Ieri siamo stati all’Expo a Rho. Sicuramente non la giornata ideale, perchè ha diluviato tutto il giorno, sotto un cielo che andava dal grigio al bianco latte, circostanza questa evidentemente non prevista dagli architetti, che hanno progettato un immenso viale centrale sì coperto da tendoni, ma bucati, sicchè dopo pochi minuti di pioggia il viale era un susseguirsi di pozzanghere e cascatelle.
L’accesso hai padiglioni dei vari paesi distava un minimo di una trentina di metri dai tendoni del decumano, quindi era impossibile entrare senza bagnarsi fradici, anche perchè comunque di gente ce n’era (il biglietto va bloccato per una certa giornata due giorni prima) e quindi anche le code, con tempi da cinque minuti a circa mezz’ora. Non avendo un ombrello, abbiamo quindi optato per entrare dove vedevamo che c’era poca coda, dall’Etiopia ad Haiti ma anche UK e Cina.
Comunque, pioggia a parte, la cosa per me più deludente è stato provare una certa qual sensazione di superficialità. Interessanti le architetture dei padiglioni, in alcuni casi davvero straordinarie, considerati i materiali usati, quasi tutti tutti poveri e di recupero. Moltissimo legno, ma anche piante da vivaio in sofferenza e soluzioni chiaramente dell’ultimo minuto. In ogni caso per l’estetica l’Expo vale sicuramente la visita. È il contenuto dei vari padiglioni ad essere deludente: fare la coda per poi vedere un paio di video o ascoltare spiegazioni sparate a mitraglietta dalle povere stagiste (a cinquemila metri in Colombia fa… freddo! Il frutto più importante dell’Equador é la… banana!), vedere filmati da un buco o entrare in una specie di sfera fatta di listelli di ferro (UK), passeggiare intruppati su e giù per scale con appese piccole cornici elettroniche (Azerbaijan), vedere un buco nero con quattro fili tesi che rappresenta il traforo del San Gottardo in costruzione (Svizzera), mi son sembrate delle grandi cagate.

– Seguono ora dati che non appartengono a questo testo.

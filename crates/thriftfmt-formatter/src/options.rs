//! Formatter options

use serde::{Deserialize, Serialize};
use thriftfmt_core::{Result, ThriftFmtError};

/// Indent used when the configured one is not positive
pub const DEFAULT_INDENT: usize = 4;

/// Separator written by the patch pass
pub const DEFAULT_SEPARATOR: &str = ",";

/// Formatting options
///
/// Field names serialize in camelCase, and missing keys take their default:
///
/// ```json
/// { "indent": 2, "alignByAssign": false, "alignByField": true }
/// ```
#[derive(Debug, Clone, PartialEq, Eq, Serialize, Deserialize)]
#[serde(rename_all = "camelCase", default)]
pub struct FormatOptions {
    /// Spaces per indentation level; non-positive means [`DEFAULT_INDENT`]
    pub indent: i32,

    /// Insert `required` on struct fields without a requiredness qualifier
    pub patch_required: bool,

    /// Normalize, add and strip trailing list separators
    pub patch_separator: bool,

    /// Reattach comments from the token stream
    pub keep_comment: bool,

    /// Align `=` signs across sibling fields
    pub align_by_assign: bool,

    /// Align every field column; ignored while `align_by_assign` is set
    pub align_by_field: bool,
}

impl Default for FormatOptions {
    fn default() -> Self {
        Self {
            indent: DEFAULT_INDENT as i32,
            patch_required: true,
            patch_separator: true,
            keep_comment: true,
            align_by_assign: true,
            align_by_field: false,
        }
    }
}

impl FormatOptions {
    /// Build options with both normalization rules applied up front
    pub fn new(
        indent: i32,
        patch_required: bool,
        patch_separator: bool,
        keep_comment: bool,
        align_by_assign: bool,
        align_by_field: bool,
    ) -> Self {
        Self {
            indent: if indent > 0 {
                indent
            } else {
                DEFAULT_INDENT as i32
            },
            patch_required,
            patch_separator,
            keep_comment,
            align_by_assign,
            align_by_field: !align_by_assign && align_by_field,
        }
    }

    /// Options that only re-indent: no patching, comments or alignment
    pub fn plain() -> Self {
        Self::new(DEFAULT_INDENT as i32, false, false, false, false, false)
    }

    /// Parse options from a JSON document
    pub fn from_json_str(source: &str) -> Result<Self> {
        serde_json::from_str(source).map_err(|err| ThriftFmtError::config(err.to_string()))
    }

    /// Effective indent width
    pub fn indent_width(&self) -> usize {
        if self.indent > 0 {
            self.indent as usize
        } else {
            DEFAULT_INDENT
        }
    }

    /// One level of indentation
    pub fn indent_string(&self) -> String {
        " ".repeat(self.indent_width())
    }

    /// Whether field-level alignment is in effect
    pub fn field_alignment(&self) -> bool {
        self.align_by_field && !self.align_by_assign
    }
}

Chi si aspettava una cosa sull’etica del cibo é rimasto deluso, molti paesi facevano solamente promozione turistica, o ancora peggio avevano solo un semplice negozietto di souvenir con quattro fotografie (es. la maggior parte degli africani, che tentavano tutti di rifilarti elefanti di legno nero o altre statuette kitsch, proprio come i banchetti che mettono al mercato).
Insomma, alla fine sui vari paesi che ho visitato ho imparato ben poco che non sapessi già, non ho gustato nulla di tipico se non un panino con salciccia ed una parvenza di bagnetto verde nel ristorante dell’Argentina, stretto come una salamandra tra le persone che cercavano un riparo per la pioggia ed un tavolo o una sedia per mangiare.
Mi é caduto anche il mito della Svizzera: avevo letto infatti dei loro silos pieni di cibo che i visitatori potrevano prendere liberamente, per dimostrare che se ognuno ne prende il giusto le scorte durano fino alla fine dell’expo, se no finiscono prima e chi arriva dopo si tira le palle (insomma, proprio come le risorse della terra). Idea brillante ed interessantissima, peccato però che l’implementazione fosse un tantino diversa: accedere alle torri è assolutamente gratis, ma devi ottenere un biglietto con un orario di visita. Arriviamo alle due, sorridenti gli svizzeri ci informano che prendi adesso il biglietto, la visita è alle sei. Ma vaff… Visita al padiglione svizzero conclusa.
Probabilmente era l’unico modo per far durare le scorte di emmenthal e patate almeno un paio di mesi!
E guardando i padiglioni impressionanti ma sostanzialmente inutili dei vari paesi, mi sono chiesto se con tutto quello che è costato non sarebbe stato meglio fare una bella super sagra mondiale dove se magnava e basta, e tutti avrebbero potuto assaggiare un po’ di tutto, panche di legno e tovaglie di carta invece di onde di legno, vetro e acciaio… Mah!
Ah, le due parole del titolo… Ci sono venute spontanee a metà mattinata. Per la cronaca erano “…Che puttanata!”